**PROBLEM TO SOLVE**
Restate the entries below verbatim.

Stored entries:
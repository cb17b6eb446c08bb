use anyhow::Context;
use clap::{Parser, Subcommand};
use sqlx::PgPool;
use uuid::Uuid;

use crate::adapters::PostgresTransactionStore;
use crate::config::Config;
use crate::domain::compute_state;
use crate::ports::TransactionStore;
use crate::use_cases::PaymentOrchestrator;

#[derive(Parser)]
#[command(name = "paygate-core")]
#[command(
    about = "Paygate Core - idempotent card and ACH payment orchestration",
    long_about = None
)]
pub struct Cli {
    #[command(subcommand)]
    pub command: Option<Commands>,
}

#[derive(Subcommand)]
pub enum Commands {
    /// Transaction inspection commands
    #[command(subcommand)]
    Tx(TxCommands),

    /// Payment method commands
    #[command(subcommand)]
    Method(MethodCommands),

    /// Database management commands
    #[command(subcommand)]
    Db(DbCommands),

    /// Configuration validation
    Config,

    /// Check database, credential backend and gateway client setup
    Check,
}

#[derive(Subcommand)]
pub enum TxCommands {
    /// Print a stored transaction as JSON
    Show {
        #[arg(value_name = "TX_ID")]
        tx_id: Uuid,
    },
    /// Print the derived state of the group containing a transaction
    Group {
        #[arg(value_name = "TX_ID")]
        tx_id: Uuid,
    },
}

#[derive(Subcommand)]
pub enum MethodCommands {
    /// Record the outcome of an ACH pre-note for a payment method
    Verify {
        #[arg(long)]
        merchant_id: Uuid,
        #[arg(value_name = "PAYMENT_METHOD_ID")]
        payment_method_id: Uuid,
        /// Mark the method as failed verification instead
        #[arg(long)]
        failed: bool,
    },
}

#[derive(Subcommand)]
pub enum DbCommands {
    /// Run database migrations
    Migrate,
}

pub async fn handle_tx_show(pool: &PgPool, tx_id: Uuid) -> anyhow::Result<()> {
    let store = PostgresTransactionStore::new(pool.clone());
    match store.get_transaction(tx_id).await? {
        Some(transaction) => {
            println!("{}", serde_json::to_string_pretty(&transaction)?);
            Ok(())
        }
        None => {
            tracing::warn!("Transaction {} not found", tx_id);
            anyhow::bail!("Transaction {} not found", tx_id)
        }
    }
}

pub async fn handle_tx_group(pool: &PgPool, tx_id: Uuid) -> anyhow::Result<()> {
    let store = PostgresTransactionStore::new(pool.clone());
    let root_id = store
        .find_root_id(tx_id)
        .await
        .with_context(|| format!("Transaction {} not found", tx_id))?;
    let snapshot = store.fetch_group(root_id).await?;
    let state = compute_state(&snapshot.transactions);

    if !state.is_consistent() {
        tracing::warn!(root_id = %root_id, anomalies = ?state.anomalies, "Group has anomalies");
    }
    println!("{}", serde_json::to_string_pretty(&state)?);
    Ok(())
}

pub async fn handle_method_verify(
    orchestrator: &PaymentOrchestrator,
    merchant_id: Uuid,
    payment_method_id: Uuid,
    verified: bool,
) -> anyhow::Result<()> {
    let method = orchestrator
        .record_verification(merchant_id, payment_method_id, verified)
        .await?;
    println!(
        "✓ Payment method {} marked as {}",
        method.id,
        if verified { "verified" } else { "unverified" }
    );
    Ok(())
}

pub async fn handle_check(config: &Config, pool: &PgPool) -> anyhow::Result<()> {
    let report = crate::startup::validate_environment(config, pool).await;
    report.print();
    if !report.is_valid() {
        anyhow::bail!("Startup validation failed");
    }
    Ok(())
}

pub async fn handle_db_migrate(config: &Config) -> anyhow::Result<()> {
    let pool = crate::db::create_pool(config).await?;

    tracing::info!("Running database migrations...");
    crate::db::run_migrations(&pool).await?;

    println!("✓ Database migrations completed");
    Ok(())
}

pub fn handle_config_validate(config: &Config) -> anyhow::Result<()> {
    tracing::info!("Validating configuration...");

    println!("Configuration:");
    println!("  Database URL: {}", mask_password(&config.database_url));
    println!("  Gateway URL: {}", config.gateway.url);
    println!(
        "  Gateway timeouts: connect {:?}, request {:?}",
        config.gateway.connect_timeout, config.gateway.request_timeout
    );
    println!(
        "  Gateway retries: {} (backoff {:?}..{:?})",
        config.gateway.max_retries, config.gateway.backoff_base, config.gateway.backoff_max
    );
    println!(
        "  Circuit breaker: {} consecutive failures, reset after {:?}",
        config.gateway.breaker_failure_threshold, config.gateway.breaker_reset
    );
    println!("  Credential cache TTL: {:?}", config.credential_cache_ttl);
    println!("  Max conflict retries: {}", config.max_conflict_retries);
    match &config.vault {
        Some(vault) => println!("  Vault: {} (kv mount {})", vault.addr, vault.kv_mount),
        None => println!("  Vault: not configured"),
    }

    tracing::info!("Configuration is valid");
    println!("✓ Configuration is valid");

    Ok(())
}

fn mask_password(url: &str) -> String {
    if let Some(at_pos) = url.rfind('@') {
        if let Some(colon_pos) = url[..at_pos].rfind(':') {
            if let Some(slash_pos) = url[..colon_pos].rfind("//") {
                let prefix = &url[..slash_pos + 2];
                let user = &url[slash_pos + 2..colon_pos];
                let suffix = &url[at_pos..];
                return format!("{}{}:****{}", prefix, user, suffix);
            }
        }
    }
    url.to_string()
}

**ANSWER SPACE**
repository cb17b6eb446c08bb
use anyhow::Context;
use clap::{Parser, Subcommand};
use sqlx::PgPool;
use uuid::Uuid;

use crate::adapters::PostgresTransactionStore;
use crate::config::Config;
use crate::domain::compute_state;
use crate::ports::TransactionStore;
use crate::use_cases::PaymentOrchestrator;

#[derive(Parser)]
#[command(name = "paygate-core")]
#[command(
    about = "Paygate Core - idempotent card and ACH payment orchestration",
    long_about = None
)]
pub struct Cli {
    #[command(subcommand)]
    pub command: Option<Commands>,
}

#[derive(Subcommand)]
pub enum Commands {
    /// Transaction inspection commands
    #[command(subcommand)]
    Tx(TxCommands),

    /// Payment method commands
    #[command(subcommand)]
    Method(MethodCommands),

    /// Database management commands
    #[command(subcommand)]
    Db(DbCommands),

    /// Configuration validation
    Config,

    /// Check database, credential backend and gateway client setup
    Check,
}

#[derive(Subcommand)]
pub enum TxCommands {
    /// Print a stored transaction as JSON
    Show {
        #[arg(value_name = "TX_ID")]
        tx_id: Uuid,
    },
    /// Print the derived state of the group containing a transaction
    Group {
        #[arg(value_name = "TX_ID")]
        tx_id: Uuid,
    },
}

#[derive(Subcommand)]
pub enum MethodCommands {
    /// Record the outcome of an ACH pre-note for a payment method
    Verify {
        #[arg(long)]
        merchant_id: Uuid,
        #[arg(value_name = "PAYMENT_METHOD_ID")]
        payment_method_id: Uuid,
        /// Mark the method as failed verification instead
        #[arg(long)]
        failed: bool,
    },
}

#[derive(Subcommand)]
pub enum DbCommands {
    /// Run database migrations
    Migrate,
}

pub async fn handle_tx_show(pool: &PgPool, tx_id: Uuid) -> anyhow::Result<()> {
    let store = PostgresTransactionStore::new(pool.clone());
    match store.get_transaction(tx_id).await? {
        Some(transaction) => {
            println!("{}", serde_json::to_string_pretty(&transaction)?);
            Ok(())
        }
        None => {
            tracing::warn!("Transaction {} not found", tx_id);
            anyhow::bail!("Transaction {} not found", tx_id)
        }
    }
}

pub async fn handle_tx_group(pool: &PgPool, tx_id: Uuid) -> anyhow::Result<()> {
    let store = PostgresTransactionStore::new(pool.clone());
    let root_id = store
        .find_root_id(tx_id)
        .await
        .with_context(|| format!("Transaction {} not found", tx_id))?;
    let snapshot = store.fetch_group(root_id).await?;
    let state = compute_state(&snapshot.transactions);

    if !state.is_consistent() {
        tracing::warn!(root_id = %root_id, anomalies = ?state.anomalies, "Group has anomalies");
    }
    println!("{}", serde_json::to_string_pretty(&state)?);
    Ok(())
}

pub async fn handle_method_verify(
    orchestrator: &PaymentOrchestrator,
    merchant_id: Uuid,
    payment_method_id: Uuid,
    verified: bool,
) -> anyhow::Result<()> {
    let method = orchestrator
        .record_verification(merchant_id, payment_method_id, verified)
        .await?;
    println!(
        "✓ Payment method {} marked as {}",
        method.id,
        if verified { "verified" } else { "unverified" }
    );
    Ok(())
}

pub async fn handle_check(config: &Config, pool: &PgPool) -> anyhow::Result<()> {
    let report = crate::startup::validate_environment(config, pool).await;
    report.print();
    if !report.is_valid() {
        anyhow::bail!("Startup validation failed");
    }
    Ok(())
}

pub async fn handle_db_migrate(config: &Config) -> anyhow::Result<()> {
    let pool = crate::db::create_pool(config).await?;

    tracing::info!("Running database migrations...");
    crate::db::run_migrations(&pool).await?;

    println!("✓ Database migrations completed");
    Ok(())
}

pub fn handle_config_validate(config: &Config) -> anyhow::Result<()> {
    tracing::info!("Validating configuration...");

    println!("Configuration:");
    println!("  Database URL: {}", mask_password(&config.database_url));
    println!("  Gateway URL: {}", config.gateway.url);
    println!(
        "  Gateway timeouts: connect {:?}, request {:?}",
        config.gateway.connect_timeout, config.gateway.request_timeout
    );
    println!(
        "  Gateway retries: {} (backoff {:?}..{:?})",
        config.gateway.max_retries, config.gateway.backoff_base, config.gateway.backoff_max
    );
    println!(
        "  Circuit breaker: {} consecutive failures, reset after {:?}",
        config.gateway.breaker_failure_threshold, config.gateway.breaker_reset
    );
    println!("  Credential cache TTL: {:?}", config.credential_cache_ttl);
    println!("  Max conflict retries: {}", config.max_conflict_retries);
    match &config.vault {
        Some(vault) => println!("  Vault: {} (kv mount {})", vault.addr, vault.kv_mount),
        None => println!("  Vault: not configured"),
    }

    tracing::info!("Configuration is valid");
    println!("✓ Configuration is valid");

    Ok(())
}

fn mask_password(url: &str) -> String {
    if let Some(at_pos) = url.rfind('@') {
        if let Some(colon_pos) = url[..at_pos].rfind(':') {
            if let Some(slash_pos) = url[..colon_pos].rfind("//") {
                let prefix = &url[..slash_pos + 2];
                let user = &url[slash_pos + 2..colon_pos];
                let suffix = &url[at_pos..];
                return format!("{}{}:****{}", prefix, user, suffix);
            }
        }
    }
    url.to_string()
}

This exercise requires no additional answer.